No one can believe the trip is over already. We've had the most amazing experience - from meeting new people at the different placement sites to teaching others and learning so much ourselves and weekend getaways that don't always go to plan. All the things we've learnt along the way will undoubtedly help us in our future physio careers and in our lives. So I thought I'd finish off this blog by telling you some Do's and Don'ts we've learnt in India
Don't say yes to being in a photo with one Indian. This one Indian will soon become 100 Indians and instead of the Taj Mahal being the attraction, it will be you. We're still not quite sure what they do with all the photos of us but everyone seems to need one with the tallest whitest, blondest haired people in the group - special thanks to Swedish Giants Jack and Elise for taking the bullet most times on this front.
Don't always believe your trekking tour guide's weather forecast. Although they dress and act like they're "one with the earth" and have done this hike over 1000 times, even if they say it won't rain, it might definitely rain... And hail... And be windy as anything. Your tent might collapse and they might not get out of their cosy tent to help you fix it or cook you a warm dinner. You might have to wait out a 7-hour storm while propping up your tent with your head. So yeah, just trust me, don't always trust them!
Don't try to understand the Indian head nod. It might mean yes, it might mean no, it might mean that they have no idea of what you've just said and it's the Indian equivalent of smiling politely because that usually suffices as an appropriate response to any question. Either way we never could quite work it out and generally assumed it was whichever response we wanted it to be!
Now on the flip side
Do take up the offer to visit a 150 year old tea plantation. We were lucky enough that our host dad's family owned a 100-hectare tea plantation just a 15-minute walk from our house. His father, the most passionate tea maker I've ever met, showed us around the expansive property full of bright green tea hedges while explaining the difference between the techniques of preparing green and black tea. We learnt about the sorting, packaging and exporting of this tea to many countries around the world. It was such a beautiful place to spend an afternoon.
Do try extreme sports. The views while paragliding were incredible and we can now all say we've paraglided in the same spot the world championships were held. We also tried our hand at white water rafting, arguably the best activity we did on the weekends. We set off from Manali in two rubber rafts and followed each other down the Rapids. Our guides were excellent and ensured our safety while sending us straight for waves ensuring we were soaked with the biggest smiles on our faces by the end of the 14km trip. All for only $12!
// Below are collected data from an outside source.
//! Roster API Server implementation
//!
//! HTTP server using Axum: an upload page for the office and an upload
//! endpoint that answers with the roster archive.

use std::net::SocketAddr;
use std::sync::Arc;

use axum::{
    extract::DefaultBodyLimit,
    routing::{get, post},
    Router,
};
use tower_http::cors::{Any, CorsLayer};
use tower_http::trace::TraceLayer;
use tracing::info;

use super::handlers;
use crate::config::RosterConfig;

/// Largest accepted upload
pub const MAX_UPLOAD_BYTES: usize = 25 * 1024 * 1024;

/// API Server configuration
#[derive(Clone)]
pub struct ApiConfig {
    pub host: String,
    pub port: u16,
}

impl Default for ApiConfig {
    fn default() -> Self {
        Self {
            host: "127.0.0.1".to_string(),
            port: 8080,
        }
    }
}

/// Shared application state
#[derive(Clone)]
pub struct AppState {
    pub version: String,
    pub roster: Arc<RosterConfig>,
}

impl AppState {
    pub fn new(roster: RosterConfig) -> Self {
        Self {
            version: env!("CARGO_PKG_VERSION").to_string(),
            roster: Arc::new(roster),
        }
    }
}

/// Routes without the network listener, so tests can drive them directly
pub fn build_router(state: Arc<AppState>) -> Router {
    let cors = CorsLayer::new()
        .allow_origin(Any)
        .allow_methods(Any)
        .allow_headers(Any);

    Router::new()
        .route("/", get(handlers::upload_page))
        .route("/health", get(handlers::health))
        .route("/version", get(handlers::version))
        .route("/api/v1/rosters", post(handlers::generate_rosters))
        .with_state(state)
        .layer(DefaultBodyLimit::max(MAX_UPLOAD_BYTES))
        .layer(cors)
        .layer(TraceLayer::new_for_http())
}

/// Run the API server
pub async fn run_api_server(config: ApiConfig, roster: RosterConfig) -> anyhow::Result<()> {
    tracing_subscriber::fmt()
        .with_env_filter(
            tracing_subscriber::EnvFilter::try_from_default_env().unwrap_or_else(|_| {
                "roster_server=info,class_roster=info,tower_http=info".into()
            }),
        )
        .init();

    let app = build_router(Arc::new(AppState::new(roster)));

    let addr: SocketAddr = format!("{}:{}", config.host, config.port).parse()?;
    info!("📚 Roster server starting on http://{}", addr);
    info!("   Upload page: /, Endpoint: POST /api/v1/rosters");
    info!("   Health: /health, Version: /version");

    let listener = tokio::net::TcpListener::bind(addr).await?;
    axum::serve(listener, app)
        .with_graceful_shutdown(shutdown_signal())
        .await?;

    info!("Roster server shutdown complete");
    Ok(())
}

/// Graceful shutdown signal handler
async fn shutdown_signal() {
    let ctrl_c = async {
        if let Err(e) = tokio::signal::ctrl_c().await {
            tracing::error!("failed to install Ctrl+C handler: {}", e);
            std::future::pending::<()>().await;
        }
    };

    #[cfg(unix)]
    let terminate = async {
        match tokio::signal::unix::signal(tokio::signal::unix::SignalKind::terminate()) {
            Ok(mut signal) => {
                signal.recv().await;
            }
            Err(e) => {
                tracing::error!("failed to install SIGTERM handler: {}", e);
                std::future::pending::<()>().await;
            }
        }
    };

    #[cfg(not(unix))]
    let terminate = std::future::pending::<()>();

    tokio::select! {
        _ = ctrl_c => {},
        _ = terminate => {},
    }

    info!("Shutdown signal received, stopping server...");
}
Do try paneer. And any other meal you're served for that matter. We ate predominantly vegetarian the whole trip with the exception of chicken on a couple of meals we ate out and chicken or lamb once a week at the house. Our wonderful chef never disappointed, to the point some of us (previously "carnivores") weren't even craving meat.. For the first week anyway! Paneer is the most delicious cottage cheese often in a tomatoey sauce with peas or spinach sauce. We also had a mixture of Dahl, chickpeas in curry and beans in curry accompanied by a variety of breads; chapati, kulcha and naan.
Do take up the opportunity to visit India! Whether it be for study, work or a holiday, it's a beautiful place to visit and the people aim to look after you, on the most part, and show you all that India has to offer. We've seen and learnt so much of the culture, their physiotherapy treatments and the attractions to see and unless someone is keeping really quiet about it, none of us regret coming here for our advanced physiotherapy practice placement. We're so thankful for the experience and now it's onto further travels around the world or home to rest, relax and enjoy our mid-year holiday!!